> **Data for processing**
□ □ □ □ □ □ □

//! Registries for the reserved words and special symbols of TINY.
//!
//! Each registry pairs a stable identifier enum with a const metadata table. Lookups are
//! case-sensitive and expect the lowercase spelling; case folding belongs to the scanner.

pub mod keywords;
pub mod symbols;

□ □ □ □ □ □ □

> **Task brief**
List every line above that contains the word "symbols".

> **Answer to the exercise**
//! Registries for the reserved words and special symbols of TINY.
pub mod symbols;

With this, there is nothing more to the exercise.